Dataset:
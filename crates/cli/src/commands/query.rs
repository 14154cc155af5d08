//! Query commands for visitors, accounts, and activity

use async_trait::async_trait;
use chrono::{DateTime, NaiveDate, Utc};
use serde_json::{json, Value};
use tracing::info;
use vantage_domain::{Comparison, EntityKind, Envelope, QuerySpec, Result, VantageError};

use super::{into_json, Command, CommandContext};
use crate::cli::{QueryAction, WindowArgs};

/// Window applied when no flag is given.
const DEFAULT_LAST_DAYS: i64 = 30;

/// Handles `vantage query visitors|accounts|activity|wau|events`.
pub struct QueryCommand {
    pub action: QueryAction,
}

#[async_trait]
impl Command for QueryCommand {
    async fn execute(&self, ctx: &CommandContext) -> Envelope<Value> {
        match &self.action {
            QueryAction::Visitors(window) => {
                let spec = match windowed_spec(EntityKind::Visitor, window) {
                    Ok(spec) => spec,
                    Err(err) => return Envelope::failure(err.to_string()),
                };
                into_json(ctx.client.query_visitors(&spec).await)
            }
            QueryAction::Accounts(window) => {
                let spec = match windowed_spec(EntityKind::Account, window) {
                    Ok(spec) => spec,
                    Err(err) => return Envelope::failure(err.to_string()),
                };
                into_json(ctx.client.query_accounts(&spec).await)
            }
            QueryAction::Activity { window, group_by } => {
                let spec = match windowed_spec(EntityKind::Activity, window) {
                    Ok(spec) => spec.group_by(group_by.clone()),
                    Err(err) => return Envelope::failure(err.to_string()),
                };
                into_json(ctx.client.query_activity(&spec).await)
            }
            QueryAction::Wau { last_days } => self.wau(ctx, *last_days).await,
            QueryAction::Events { event_name, from_date, to_date, country } => {
                self.events(ctx, event_name, from_date, to_date, country.as_deref()).await
            }
        }
    }
}

impl QueryCommand {
    /// Unique active visitors in the window: group activity by
    /// `visitorId`, then count the distinct rows.
    async fn wau(&self, ctx: &CommandContext, last_days: i64) -> Envelope<Value> {
        let days = last_days.clamp(1, 365);
        info!(days, "querying unique active visitors");

        let spec =
            QuerySpec::new(EntityKind::Activity).last_days(days).group_by(["visitorId"]);
        let envelope = ctx.client.query_activity(&spec).await;

        match envelope.data {
            Some(rows) if envelope.errors.is_empty() => {
                Envelope::success(json!({"lastDays": days, "activeVisitors": rows.len()}))
            }
            _ => Envelope::failures(envelope.errors),
        }
    }

    /// Total count for a named track event, optionally filtered by
    /// visitor country.
    async fn events(
        &self,
        ctx: &CommandContext,
        event_name: &str,
        from_date: &str,
        to_date: &str,
        country: Option<&str>,
    ) -> Envelope<Value> {
        let window = match (parse_date(from_date), parse_date(to_date)) {
            (Ok(start), Ok(end)) => (start, end),
            (Err(err), _) | (_, Err(err)) => return Envelope::failure(err.to_string()),
        };

        let mut spec = QuerySpec::new(EntityKind::Activity)
            .between(window.0, window.1)
            .filter("eventName", Comparison::Eq(json!(event_name)))
            .group_by(["eventName"]);
        if let Some(code) = country {
            spec = spec.filter("visitor.country", Comparison::Eq(json!(code)));
        }

        let envelope = ctx.client.query_activity(&spec).await;
        match envelope.data {
            Some(rows) if envelope.errors.is_empty() => {
                let total: f64 =
                    rows.iter().filter_map(|row| row.number("totalEvents")).sum();
                Envelope::success(json!({
                    "eventName": event_name,
                    "totalEvents": total,
                }))
            }
            _ => Envelope::failures(envelope.errors),
        }
    }
}

/// Build a spec with the window from the CLI flags, defaulting to the
/// last 30 days when none are given.
fn windowed_spec(entity: EntityKind, window: &WindowArgs) -> Result<QuerySpec> {
    let spec = QuerySpec::new(entity);

    match (&window.last_days, &window.from_date, &window.to_date) {
        (Some(days), _, _) => Ok(spec.last_days(*days)),
        (None, Some(from), Some(to)) => Ok(spec.between(parse_date(from)?, parse_date(to)?)),
        _ => Ok(spec.last_days(DEFAULT_LAST_DAYS)),
    }
}

fn parse_date(raw: &str) -> Result<DateTime<Utc>> {
    let date = NaiveDate::parse_from_str(raw, "%Y-%m-%d").map_err(|_| {
        VantageError::Validation(format!("invalid date '{}', expected YYYY-MM-DD", raw))
    })?;
    let midnight = date.and_hms_opt(0, 0, 0).ok_or_else(|| {
        VantageError::Validation(format!("invalid date '{}'", raw))
    })?;
    Ok(DateTime::from_naive_utc_and_offset(midnight, Utc))
}
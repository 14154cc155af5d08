//! Retry policy for domain operations
//!
//! Transport failures and a small set of transient HTTP statuses are
//! retried with exponential backoff; everything else surfaces on the
//! first attempt. The transport itself never retries.

use std::time::Duration;

use reqwest::StatusCode;

/// Operation-level retry policy.
///
/// `max_attempts` counts the initial try plus retries; the default of 3
/// means up to 2 additional attempts. Backoff doubles per retry from
/// `base_backoff`, so total attempt time stays bounded and
/// deterministic.
#[derive(Debug, Clone, PartialEq, Eq)]
pub struct RetryPolicy {
    pub max_attempts: u32,
    pub base_backoff: Duration,
}

impl Default for RetryPolicy {
    fn default() -> Self {
        Self { max_attempts: 3, base_backoff: Duration::from_millis(500) }
    }
}

impl RetryPolicy {
    /// Fixed-backoff policy for tests that should not sleep.
    pub fn with_base_backoff(mut self, backoff: Duration) -> Self {
        self.base_backoff = backoff;
        self
    }

    /// Delay before the given retry (1-based).
    pub fn backoff_delay(&self, retry_number: u32) -> Duration {
        let shift = retry_number.saturating_sub(1).min(8);
        let multiplier = 1u32 << shift;
        self.base_backoff.saturating_mul(multiplier)
    }

    /// Whether an HTTP status is transient enough to retry. 4xx other
    /// than 429 indicate the request itself is invalid; retrying cannot
    /// change the outcome.
    pub fn retryable_status(status: StatusCode) -> bool {
        matches!(status.as_u16(), 429 | 502 | 503 | 504)
    }
}

#[cfg(test)]
mod tests {
    use super::*;

    #[test]
    fn backoff_doubles_from_base() {
        let policy = RetryPolicy::default();
        assert_eq!(policy.backoff_delay(1), Duration::from_millis(500));
        assert_eq!(policy.backoff_delay(2), Duration::from_millis(1000));
        assert_eq!(policy.backoff_delay(3), Duration::from_millis(2000));
    }

    #[test]
    fn transient_statuses_are_retryable() {
        for code in [429u16, 502, 503, 504] {
            let status = StatusCode::from_u16(code).expect("status");
            assert!(RetryPolicy::retryable_status(status), "{} should retry", code);
        }
    }

    #[test]
    fn request_errors_are_not_retryable() {
        for code in [400u16, 401, 403, 404, 422, 500] {
            let status = StatusCode::from_u16(code).expect("status");
            assert!(!RetryPolicy::retryable_status(status), "{} should not retry", code);
        }
    }
}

How to complete this task: Tally the lines above in which the string "RetryPolicy" occurs, and give the total with nothing added.

Exercise solution: 6